• **The task**
Review the material line by line. Identify and copy every line that contains the string "this".

(Material provided begins)

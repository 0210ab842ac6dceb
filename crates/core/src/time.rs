use chrono::{DateTime, Duration, Utc};

/// A simple clock abstraction for deterministic time in services and tests.
///
/// Persisted timestamps (deadline, submit time) are epoch seconds, so the
/// clock exposes both `DateTime` and epoch-second views of "now".
#[derive(Debug, Clone, Copy, Default)]
pub enum Clock {
    #[default]
    Default,
    Fixed(DateTime<Utc>),
}

impl Clock {
    /// Returns a clock that uses the current system time.
    #[must_use]
    pub fn default_clock() -> Self {
        Self::Default
    }

    /// Returns a clock fixed at the given timestamp.
    #[must_use]
    pub fn fixed(at: DateTime<Utc>) -> Self {
        Self::Fixed(at)
    }

    /// Returns the current time according to the clock.
    #[must_use]
    pub fn now(&self) -> DateTime<Utc> {
        match self {
            Clock::Default => Utc::now(),
            Clock::Fixed(t) => *t,
        }
    }

    /// Returns the current time as whole epoch seconds.
    #[must_use]
    pub fn epoch_seconds(&self) -> i64 {
        self.now().timestamp()
    }

    /// If this is a fixed clock, advance it by the given duration.
    ///
    /// Has no effect on `Clock::Default`.
    pub fn advance(&mut self, delta: Duration) {
        if let Clock::Fixed(t) = self {
            *t += delta;
        }
    }

    /// Returns true if this clock is fixed.
    #[must_use]
    pub fn is_fixed(&self) -> bool {
        matches!(self, Clock::Fixed(_))
    }
}

/// Deterministic timestamp for tests and examples (2023-11-14T22:13:20Z).
pub const FIXED_TEST_TIMESTAMP: i64 = 1_700_000_000;

/// Returns a deterministic `DateTime<Utc>` for tests and doc examples.
///
/// # Panics
///
/// Panics if the fixed timestamp cannot be represented.
#[must_use]
pub fn fixed_now() -> DateTime<Utc> {
    DateTime::<Utc>::from_timestamp(FIXED_TEST_TIMESTAMP, 0)
        .expect("fixed timestamp should be valid")
}

/// Returns a `Clock` fixed at the deterministic test timestamp.
#[must_use]
pub fn fixed_clock() -> Clock {
    Clock::fixed(fixed_now())
}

(Material provided ends)

• **Answer below**
    /// If this is a fixed clock, advance it by the given duration.
    /// Returns true if this clock is fixed.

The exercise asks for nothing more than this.